AIG, due to its own enormously bad business decisions, could not pay up
and was on the verge of bankruptcy. Had it gone under, as Schumpeter
probably would have urged, Goldman Sachs would have received pennies on
the dollar for its bad gamble, and might have gone broke. Instead, AIG
was bailed out by taxpayers and Goldman Sachs got 100 cents on the
dollar. It gambled, lost, and instead of suffering the consequences, was
made whole by the government. And now Goldman Sachs execs are hauling
in tens of millions in bonuses (disguised as stock options, even as its
profits slip a bit from astronomical highs.)

Clearly, the "free and open" market did not determine who should be
spared "creative destruction." Instead, CitiGroup, Goldman Sachs, JP
Morgan Chase et al were saved because of their deep political
connections. These companies would be kaput were it not for taxpayer
bailouts, hastily contrived loans, and all kinds of market guarantees
from their friends at the Fed. Schumpeter would have recognized this
scheme in a flash: It's precisely the kind of crony socialism that he
detested, only this time the game was was designed by and for financial
elites in the world's largest capitalist economy. (Please don't compare
the Wall Street rescues to the GM and Chrysler bailouts. Wall Street
received ten times as much and will pay themselves a hundred times more
than the top auto-executives. And the auto industry didn't topple the US
economy and send millions to the unemployment lines.)

3. But since Wall Street is paying us back, why shouldn't they go back to earning whatever they can?
Let's follow through on that logic. Let's say you raid your husband's
pension fund for $100,000 and take the bus to Vegas, naively hoping to
triple your money. As luck would have it, you lose it all. Desperate,
you manage to borrow another two million from a rich friend (Wall Street
calls it "leverage") -- and then you really load up on your bets.
Tragically, you lose that too. I hate to tell you this, but you're in
big trouble now. Don't expect the government to come around and offer
to cover your losses with taxpayer bailouts so you can keep on gambling
till the lights go out, and then, if you win, pay back the government.
That is, unless you're too big to fail -- say, a very large,
well-connected investment bank. In that case, party on!

It's true, Wall Street has paid us back for much of the bailout money
we gave them. That's the good news. The bad news is that, having been
rewarded for their bad behavior, they're now back at the casino tables,
playing many of the same games that took down the economy in the first
place. This time there are even fewer players who are now way too big to
fail. And fewer players means less competition -- hence the rise in
banking "fees," especially for the average consumer.

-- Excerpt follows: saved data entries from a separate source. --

#[cfg(test)]
mod tests {
    use pretty_assertions::assert_eq;
    use super::*;

    use ast::{
        binary::Binary,
        bool_op::BoolOp,
        call::Call,
        compare::Compare,
        expr::Expr,
        literal::{Literal, LitFloat, LitInt, LitStr, LitSym},
        paren::Paren,
        stmt::Stmt,
        unary::Unary,
    };
    use token::op::{BinOp, BinOpKind, BoolOpKind, CmpOp, CmpOpKind, UnaryOp, UnaryOpKind};
    fn sym(name: &str, span: Range<usize>) -> Expr {
        Expr::Literal(Literal::Symbol(LitSym { name: name.to_string(), span }))
    }

    fn int(value: i64, span: Range<usize>) -> Expr {
        Expr::Literal(Literal::Int(LitInt { value, span }))
    }

    #[test]
    fn literal_int() {
        let mut parser = Parser::new("16");
        let expr = parser.try_parse_full::<Expr>().unwrap();
        assert_eq!(expr, int(16, 0..2));
    }

    #[test]
    fn literal_radix() {
        let mut parser = Parser::new("0x1F");
        let expr = parser.try_parse_full::<Expr>().unwrap();
        assert_eq!(expr, int(31, 0..4));

        let mut parser = Parser::new("0b101");
        let expr = parser.try_parse_full::<Expr>().unwrap();
        assert_eq!(expr, int(5, 0..5));
    }

    #[test]
    fn literal_float() {
        let mut parser = Parser::new("3.14");
        let expr = parser.try_parse_full::<Expr>().unwrap();
        assert_eq!(expr, Expr::Literal(Literal::Float(LitFloat { value: 3.14, span: 0..4 })));
    }

    #[test]
    fn literal_str_escapes() {
        let mut parser = Parser::new(r#"'it\'s\n'"#);
        let expr = parser.try_parse_full::<Expr>().unwrap();
        assert_eq!(expr, Expr::Literal(Literal::Str(LitStr {
            value: "it's\n".to_string(),
            span: 0..9,
        })));
    }

    #[test]
    fn integer_overflow() {
        let mut parser = Parser::new("99999999999999999999");
        let err = parser.try_parse_full::<Expr>().unwrap_err();
        assert_eq!(err.to_string(), "invalid number literal: `99999999999999999999`");

        let mut parser = Parser::new("9223372036854775808");
        let err = parser.try_parse_full::<Expr>().unwrap_err();
        assert_eq!(err.to_string(), "invalid number literal: `9223372036854775808`");
    }

    #[test]
    fn literal_digit_separators() {
        let mut parser = Parser::new("1_000_000");
        assert_eq!(parser.try_parse_full::<Expr>().unwrap(), int(1_000_000, 0..9));

        let mut parser = Parser::new("0b_1010");
        assert_eq!(parser.try_parse_full::<Expr>().unwrap(), int(10, 0..7));

        let mut parser = Parser::new("1_0.2_5");
        let expr = parser.try_parse_full::<Expr>().unwrap();
        assert_eq!(expr, Expr::Literal(Literal::Float(LitFloat { value: 10.25, span: 0..7 })));
    }

    #[test]
    fn negated_min_integer() {
        let mut parser = Parser::new("-9223372036854775808");
        assert_eq!(parser.try_parse_full::<Expr>().unwrap(), int(i64::MIN, 0..20));

        let mut parser = Parser::new("-0x8000_0000_0000_0000");
        assert_eq!(parser.try_parse_full::<Expr>().unwrap(), int(i64::MIN, 0..22));

        // `**` binds tighter, so the literal would have to stand on its own
        let mut parser = Parser::new("-9223372036854775808 ** 2");
        let err = parser.try_parse_full::<Expr>().unwrap_err();
        assert_eq!(err.to_string(), "invalid number literal: `9223372036854775808`");
    }

    #[test]
    fn binary_precedence() {
        let mut parser = Parser::new("1 + 2 * 3");
        let expr = parser.try_parse_full::<Expr>().unwrap();

        assert_eq!(expr, Expr::Binary(Binary {
            lhs: Box::new(int(1, 0..1)),
            op: BinOp { kind: BinOpKind::Add, span: 2..3 },
            rhs: Box::new(Expr::Binary(Binary {
                lhs: Box::new(int(2, 4..5)),
                op: BinOp { kind: BinOpKind::Mul, span: 6..7 },
                rhs: Box::new(int(3, 8..9)),
                span: 4..9,
            })),
            span: 0..9,
        }));
    }

    #[test]
    fn binary_left_associative() {
        let mut parser = Parser::new("a - b - c");
        let expr = parser.try_parse_full::<Expr>().unwrap();
        assert_eq!(expr.to_string(), "a - b - c");

        let Expr::Binary(outer) = expr else { panic!("expected binary expression") };
        assert_eq!(*outer.rhs, sym("c", 8..9));
    }

    #[test]
    fn pow_right_associative_and_binds_tighter_than_neg() {
        let mut parser = Parser::new("-2 ** 3 ** 2");
        let expr = parser.try_parse_full::<Expr>().unwrap();

        let Expr::Unary(Unary { op, operand, .. }) = expr else { panic!("expected unary") };
        assert_eq!(op, UnaryOp { kind: UnaryOpKind::Neg, span: 0..1 });

        let Expr::Binary(pow) = *operand else { panic!("expected binary") };
        assert_eq!(*pow.lhs, int(2, 1..2));
        assert!(matches!(*pow.rhs, Expr::Binary(Binary { op: BinOp { kind: BinOpKind::Pow, .. }, .. })));
    }

    #[test]
    fn pow_with_negative_exponent() {
        let mut parser = Parser::new("2 ** -1");
        let expr = parser.try_parse_full::<Expr>().unwrap();
        assert_eq!(expr.to_string(), "2 ** -1");
    }

    #[test]
    fn comparison_chain() {
        let mut parser = Parser::new("0 <= x < 10");
        let expr = parser.try_parse_full::<Expr>().unwrap();

        assert_eq!(expr, Expr::Compare(Compare {
            left: Box::new(int(0, 0..1)),
            ops: vec![
                CmpOp { kind: CmpOpKind::LtEq, span: 2..4 },
                CmpOp { kind: CmpOpKind::Lt, span: 7..8 },
            ],
            comparators: vec![sym("x", 5..6), int(10, 9..11)],
            span: 0..11,
        }));
    }

    #[test]
    fn two_token_comparisons() {
        let mut parser = Parser::new("x not in {1, 2}");
        let Expr::Compare(cmp) = parser.try_parse_full::<Expr>().unwrap() else {
            panic!("expected comparison");
        };
        assert_eq!(cmp.ops, vec![CmpOp { kind: CmpOpKind::NotIn, span: 2..8 }]);

        let mut parser = Parser::new("x is not y");
        let Expr::Compare(cmp) = parser.try_parse_full::<Expr>().unwrap() else {
            panic!("expected comparison");
        };
        assert_eq!(cmp.ops[0].kind, CmpOpKind::IsNot);
    }

    #[test]
    fn bool_ops() {
        let mut parser = Parser::new("not a or b and c");
        let expr = parser.try_parse_full::<Expr>().unwrap();

        let Expr::BoolOp(BoolOp { op, values, .. }) = expr else { panic!("expected or") };
        assert_eq!(op, BoolOpKind::Or);
        assert_eq!(values.len(), 2);
        assert!(matches!(values[0], Expr::Unary(Unary { op: UnaryOp { kind: UnaryOpKind::Not, .. }, .. })));
        assert!(matches!(&values[1], Expr::BoolOp(inner) if inner.op == BoolOpKind::And));
    }

    #[test]
    fn call_with_attribute_callee() {
        let mut parser = Parser::new("np.sqrt(x, )");
        let expr = parser.try_parse_full::<Expr>().unwrap();

        let Expr::Call(Call { callee, args, span }) = expr else { panic!("expected call") };
        assert_eq!(callee.to_string(), "np.sqrt");
        assert_eq!(args, vec![sym("x", 8..9)]);
        assert_eq!(span, 0..12);
    }

    #[test]
    fn sets_and_dicts() {
        let mut parser = Parser::new("{}");
        assert!(matches!(parser.try_parse_full::<Expr>().unwrap(), Expr::Dict(ref dict) if dict.entries.is_empty()));

        let mut parser = Parser::new("{1, 'a'}");
        let expr = parser.try_parse_full::<Expr>().unwrap();
        assert_eq!(expr.to_string(), "{1, 'a'}");

        let mut parser = Parser::new("{1: 2}");
        assert!(matches!(parser.try_parse_full::<Expr>().unwrap(), Expr::Dict(ref dict) if dict.entries.len() == 1));
    }

    #[test]
    fn paren_kept_in_tree() {
        let mut parser = Parser::new("(x)");
        let expr = parser.try_parse_full::<Expr>().unwrap();
        assert_eq!(expr, Expr::Paren(Paren {
            expr: Box::new(sym("x", 1..2)),
            span: 0..3,
        }));
    }

    #[test]
    fn unclosed_paren() {
        let mut parser = Parser::new("(x + 1");
        let err = parser.try_parse_full::<Expr>().unwrap_err();
        assert_eq!(err.to_string(), "unclosed parenthesis");
        assert_eq!(err.spans, vec![0..1]);
    }

    #[test]
    fn empty_paren() {
        let mut parser = Parser::new("f + ()");
        let err = parser.try_parse_full::<Expr>().unwrap_err();
        assert_eq!(err.to_string(), "missing expression inside parenthesis");
    }

    #[test]
    fn leftover_tokens() {
        let mut parser = Parser::new("x y");
        let err = parser.try_parse_full::<Expr>().unwrap_err();
        assert_eq!(err.to_string(), "expected end of file");
        assert_eq!(err.spans, vec![2..3]);
    }

    #[test]
    fn lambda_expr() {
        let mut parser = Parser::new("lambda x, y: x + y");
        let expr = parser.try_parse_full::<Expr>().unwrap();
        assert_eq!(expr.to_string(), "lambda x, y: x + y");
    }

    #[test]
    fn statements_separated_by_newlines_and_semicolons() {
        let mut parser = Parser::new("x = 1; y\n\n# comment\nreturn x\n");
        let stmts = parser.try_parse_full_many::<Stmt>().unwrap();
        assert_eq!(stmts.len(), 3);
        assert!(matches!(stmts[0], Stmt::Assign(_)));
        assert!(matches!(stmts[1], Stmt::Expr(_)));
        assert!(matches!(stmts[2], Stmt::Return(_)));
    }

    #[test]
    fn function_def_takes_remaining_statements() {
        let mut parser = Parser::new("def f(x):\n    y = x\n    return y + 1\n");
        let stmts = parser.try_parse_full_many::<Stmt>().unwrap();
        assert_eq!(stmts.len(), 1);

        let Stmt::FunctionDef(def) = &stmts[0] else { panic!("expected def") };
        assert_eq!(def.name.name, "f");
        assert_eq!(def.params.len(), 1);
        assert_eq!(def.body.len(), 2);
    }

    #[test]
    fn one_line_function_def() {
        let mut parser = Parser::new("def f(x): return x > 1");
        let stmts = parser.try_parse_full_many::<Stmt>().unwrap();
        let Stmt::FunctionDef(def) = &stmts[0] else { panic!("expected def") };
        assert_eq!(def.body.len(), 1);
        assert_eq!(def.to_string(), "def f(x): return x > 1");
    }

    fn nested_parens(depth: usize) -> String {
        format!("{}x{} > 1", "(".repeat(depth), ")".repeat(depth))
    }

    #[test]
    fn nesting_within_limit() {
        let src = nested_parens(MAX_NESTING - 1);
        let mut parser = Parser::new(&src);
        assert!(parser.try_parse_full::<Expr>().is_ok());

        // siblings do not add up
        let half = format!("{}x{}", "(".repeat(MAX_NESTING - 2), ")".repeat(MAX_NESTING - 2));
        let src = format!("{} + {} > 1", half, half);
        let mut parser = Parser::new(&src);
        assert!(parser.try_parse_full::<Expr>().is_ok());
    }

    #[test]
    fn nesting_too_deep() {
        let sources = [
            nested_parens(1000),
            format!("{}x > 1", "-".repeat(1000)),
            format!("{}x > 1", "not ".repeat(1000)),
            format!("x{} > 1", " ** x".repeat(1000)),
            format!("x{} > 1", " + x".repeat(1000)),
        ];
        for source in &sources {
            let mut parser = Parser::new(source);
            let err = parser.try_parse_full::<Expr>().unwrap_err();
            assert!(err.fatal);
            assert_eq!(err.to_string(), "expression is nested too deeply");
        }
    }

    #[test]
    fn bracketed_expression_spans_lines() {
        let mut parser = Parser::new("f(x,\n  y)");
        let stmts = parser.try_parse_full_many::<Stmt>().unwrap();
        assert_eq!(stmts.len(), 1);
    }
}
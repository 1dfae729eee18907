use proc_macro2::TokenStream as TokenStream2;
use quote::{quote, quote_spanned, ToTokens};
use syn::{
    parse::{Parse, ParseStream},
    Attribute,
    Expr,
    Fields,
    Ident,
    ItemStruct,
    Result,
    Token,
};

/// The arguments that can be passed to the `error` attribute.
#[derive(Debug, Default)]
pub struct ErrorArgs {
    pub message: Option<Expr>,
    pub labels: Option<Expr>,
    pub help: Option<Expr>,
}

impl ErrorArgs {
    /// Parse the next argument in the input stream and applies it to itself.
    fn parse_arg(&mut self, input: ParseStream) -> Result<()> {
        let ident: Ident = input.parse()?;
        input.parse::<Token![=]>()?;

        let ident_str = ident.to_string();
        match ident_str.as_str() {
            "message" => self.message = Some(input.parse()?),
            "labels" => self.labels = Some(input.parse()?),
            "help" => self.help = Some(input.parse()?),
            _ => return Err(syn::Error::new_spanned(ident, format!("unknown tag `{}`", ident_str))),
        }

        Ok(())
    }
}

impl Parse for ErrorArgs {
    fn parse(input: ParseStream) -> Result<Self> {
        let mut args = ErrorArgs::default();

        while !input.is_empty() {
            args.parse_arg(input)?;
            if input.parse::<Token![,]>().is_err() {
                break;
            }
        }

        Ok(args)
    }
}

/// Creates a `let` expression that destructures `self` into its named fields. Returns a compile
/// error if the fields are not named.
fn destructure_fields(ident: &Ident, fields: &Fields) -> TokenStream2 {
    match fields {
        Fields::Named(fields) => {
            let fields = fields.named.iter().map(|field| {
                let field_name = field.ident.as_ref();
                quote! { #field_name }
            });
            quote! {
                #[allow(unused_variables)]
                let #ident { #(#fields),* } = self;
            }
        },
        Fields::Unnamed(_) => quote_spanned! { ident.span() => compile_error!("`ErrorKind` cannot be derived for tuple structs") },
        Fields::Unit => quote! {},
    }
}

/// The target struct to derive [`ErrorKind`] for.
#[derive(Debug)]
pub struct ErrorKindTarget {
    pub name: Ident,
    pub fields: Fields,
    pub error_args: ErrorArgs,
}

impl Parse for ErrorKindTarget {
    fn parse(input: ParseStream) -> Result<Self> {
        // parse outer attributes, including documentation and the `error` attribute
        let attributes = input.call(Attribute::parse_outer)?;
        let remaining = input.parse::<ItemStruct>()?;

        let name = remaining.ident;
        let fields = remaining.fields;
        let mut error_args = ErrorArgs::default();

        for attr in &attributes {
            if attr.path().is_ident("error") {
                error_args = attr.parse_args::<ErrorArgs>()?;
                break;
            }
        }

        if error_args.message.is_none() {
            return Err(syn::Error::new_spanned(&name, "missing `message` tag in `error` attribute"));
        }

        Ok(ErrorKindTarget {
            name,
            fields,
            error_args,
        })
    }
}

impl ToTokens for ErrorKindTarget {
    fn to_tokens(&self, tokens: &mut TokenStream2) {
        let destructure_expr = destructure_fields(&self.name, &self.fields);
        let message = self.error_args.message.as_ref();
        let labels = self.error_args.labels
            .as_ref()
            .map(|labels| quote! { (#labels) })
            .unwrap_or_else(|| quote! { ::std::iter::empty::<String>() });
        let help = self.error_args.help.as_ref().map(|e| quote! { builder.set_help(#e); });

        tokens.extend(quote! {
            fn message(&self) -> String {
                #destructure_expr

                (#message).to_string()
            }

            fn build_report<'a>(
                &self,
                src_id: &'a str,
                spans: &[::std::ops::Range<usize>],
            ) -> ariadne::Report<(&'a str, ::std::ops::Range<usize>)> {
                #destructure_expr

                #[allow(unused_mut)]
                let mut builder = ariadne::Report::build(ariadne::ReportKind::Error, src_id, spans[0].start)
                    .with_message(<Self as ::hist_error::ErrorKind>::message(self))
                    .with_labels(
                        #labels
                            .into_iter()
                            .zip(spans)
                            .map(|(label_str, span)| {
                                let label_str = label_str.to_string();
                                let mut label = ariadne::Label::new((src_id, span.clone()))
                                    .with_color(::hist_error::EXPR);

                                if !label_str.is_empty() {
                                    label = label.with_message(label_str);
                                }

                                label
                            })
                            .collect::<Vec<_>>()
                    );

                #help
                builder.finish()
            }
        });
    }
}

4. Where does all their wealth come from? There are
only two possible sources for all the money the financial sector is
spewing: The bankers are either creating new wealth or they're siphoning
off wealth from the rest of us. Hedge fund honchos like to boast about
how they weren't bailed out and therefore are entitled to their enormous
hauls. (The top 10 in 2009 earned an average of $900,000 an HOUR. The
top 25 earned as much as 658,000 entry level teachers.)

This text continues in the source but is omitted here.